EXERCISE DIRECTIONS ▸ Go through the entries and copy every line that has the string "inner" in it.

Records contained in a dataset
────

//! Radix-tree request router with middleware and mounted sub-routers.
//!
//! One matchit tree per HTTP method, holding the chain for each route.
//! A router can also mount other routers under a path prefix; lookup walks
//! its own trees first, then the mounts in mount order, and prepends each
//! router's middleware on the way back out. The resulting chain is always
//! outer middleware → inner middleware → route handlers.

use std::collections::HashMap;
use std::sync::Arc;

use matchit::Router as MatchitRouter;
use serde::Deserialize;

use crate::error::{Error, HttpError};
use crate::handler::{BoxedErrorHandler, BoxedHandler, Handler, Next, default_error_handler};
use crate::method::Method;
use crate::request::Request;
use crate::responder::Responder;
use crate::response::Response;
use crate::status::Status;

/// Per-router matching options.
#[derive(Clone, Copy, Debug, Default, Deserialize, Eq, PartialEq)]
#[serde(default)]
pub struct RouterOptions {
    /// When `false`, `/users` and `/users/` are the same path.
    pub strict: bool,
}

/// The application router.
///
/// Build it once at startup and pass it to [`Server::serve`](crate::Server::serve),
/// or drive it in-process with [`Router::handle`]. Registration methods take
/// and return `self` so they chain.
pub struct Router {
    options: RouterOptions,
    middleware: Vec<BoxedHandler>,
    routes: HashMap<Method, MatchitRouter<Arc<[BoxedHandler]>>>,
    mounts: Vec<(String, Router)>,
    on_error: BoxedErrorHandler,
}

type Matched = (Vec<BoxedHandler>, HashMap<String, String>);

impl Router {
    pub fn new() -> Self {
        Self::with_options(RouterOptions::default())
    }

    pub fn with_options(options: RouterOptions) -> Self {
        Self {
            options,
            middleware: Vec::new(),
            routes: HashMap::new(),
            mounts: Vec::new(),
            on_error: default_error_handler(),
        }
    }

    pub fn options(&self) -> RouterOptions { self.options }

    /// Adds middleware that runs before every route of this router,
    /// including routes of mounted routers. Runs in registration order.
    pub fn middleware(mut self, handler: impl Handler) -> Self {
        self.middleware.push(handler.into_boxed_handler());
        self
    }

    pub(crate) fn middleware_boxed(mut self, handler: BoxedHandler) -> Self {
        self.middleware.push(handler);
        self
    }

    /// Registers `handler` for a method + path pair.
    ///
    /// Path parameters use `{name}` syntax:
    ///
    /// ```rust
    /// # use trellis::{Method, Request, Router, endpoint};
    /// # async fn get_user(_: Request) -> &'static str { "" }
    /// Router::new().on(Method::Get, "/users/{id}", endpoint(get_user));
    /// ```
    ///
    /// # Panics
    ///
    /// Panics if the path is malformed or conflicts with an existing route.
    /// Use [`Router::route`] to get the error instead.
    pub fn on(self, method: Method, path: &str, handler: impl Handler) -> Self {
        self.route(method, path, vec![handler.into_boxed_handler()])
            .unwrap_or_else(|e| panic!("{e}"))
    }

    pub fn get(self, path: &str, handler: impl Handler) -> Self {
        self.on(Method::Get, path, handler)
    }

    pub fn post(self, path: &str, handler: impl Handler) -> Self {
        self.on(Method::Post, path, handler)
    }

    pub fn put(self, path: &str, handler: impl Handler) -> Self {
        self.on(Method::Put, path, handler)
    }

    pub fn delete(self, path: &str, handler: impl Handler) -> Self {
        self.on(Method::Delete, path, handler)
    }

    pub fn patch(self, path: &str, handler: impl Handler) -> Self {
        self.on(Method::Patch, path, handler)
    }

    /// Registers a chain of handlers for a method + path pair.
    pub fn route(mut self, method: Method, path: &str, chain: Vec<BoxedHandler>) -> Result<Self, Error> {
        let normalized = self.normalize(path);
        self.routes
            .entry(method)
            .or_default()
            .insert(normalized.as_str(), chain.into())
            .map_err(|e| Error::InvalidRoute { path: path.to_owned(), reason: e.to_string() })?;
        Ok(self)
    }

    /// Mounts `router` under `prefix`. An empty or `/` prefix mounts at the root.
    pub fn mount(mut self, prefix: &str, router: Router) -> Self {
        self.mounts.push((mount_prefix(prefix), router));
        self
    }

    /// Replaces the error pipeline. Only the outermost router's pipeline is used.
    pub fn on_error(mut self, handler: BoxedErrorHandler) -> Self {
        self.on_error = handler;
        self
    }

    /// Routes one request and produces one response.
    ///
    /// Unmatched requests get `404 Not Found`. A matched chain that finishes
    /// without sending anything gets `204 No Content`.
    pub async fn handle(&self, req: Request) -> Response {
        let Some((chain, params)) = self.lookup(req.method(), req.path()) else {
            return Response::status(Status::NotFound);
        };

        let res = Responder::new();
        match decode_params(params) {
            Ok(params) => {
                Next::new(chain, Arc::clone(&self.on_error))
                    .run(req.with_params(params), res.clone())
                    .await;
            }
            Err(err) => (self.on_error)(err.into(), res.clone()).await,
        }

        res.take().unwrap_or_else(|| Response::status(Status::NoContent))
    }

    /// Mounted routers see the path as received, so each one applies its
    /// own trailing-slash rule.
    pub(crate) fn lookup(&self, method: Method, raw: &str) -> Option<Matched> {
        let path = self.normalize(raw);

        let own = self.routes.get(&method).and_then(|tree| {
            let matched = tree.at(&path).ok()?;
            let params = matched.params.iter()
                .map(|(k, v)| (k.to_owned(), v.to_owned()))
                .collect();
            Some((matched.value.to_vec(), params))
        });

        let (inner, params) = own.or_else(|| {
            self.mounts.iter().find_map(|(prefix, router)| {
                let rest = strip_mount(prefix, raw)?;
                router.lookup(method, rest)
            })
        })?;

        let mut chain = self.middleware.clone();
        chain.extend(inner);
        Some((chain, params))
    }

    fn normalize(&self, path: &str) -> String {
        let path = if path.starts_with('/') { path.to_owned() } else { format!("/{path}") };
        if self.options.strict || path == "/" {
            return path;
        }
        match path.trim_end_matches('/') {
            "" => "/".to_owned(),
            trimmed => trimmed.to_owned(),
        }
    }
}

impl Default for Router {
    fn default() -> Self { Self::new() }
}

/// Percent-decodes matched parameter values. A value that does not decode
/// to UTF-8 rejects the request.
fn decode_params(params: HashMap<String, String>) -> Result<HashMap<String, String>, HttpError> {
    params
        .into_iter()
        .map(|(name, raw)| match urlencoding::decode(&raw) {
            Ok(value) => Ok((name, value.into_owned())),
            Err(_) => Err(HttpError::BadRequest(format!("path parameter `{name}` is not valid UTF-8"))),
        })
        .collect()
}

fn mount_prefix(prefix: &str) -> String {
    let trimmed = prefix.trim_end_matches('/');
    match trimmed {
        "" => String::new(),
        p if p.starts_with('/') => p.to_owned(),
        p => format!("/{p}"),
    }
}

/// The part of `path` a router mounted at `prefix` sees, if it applies.
fn strip_mount<'a>(prefix: &str, path: &'a str) -> Option<&'a str> {
    if prefix.is_empty() {
        return Some(path);
    }
    match path.strip_prefix(prefix)? {
        "" => Some("/"),
        rest if rest.starts_with('/') => Some(rest),
        _ => None,
    }
}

────

EXPECTED ANSWER ▸
//! outer middleware → inner middleware → route handlers.
        let (inner, params) = own.or_else(|| {
        chain.extend(inner);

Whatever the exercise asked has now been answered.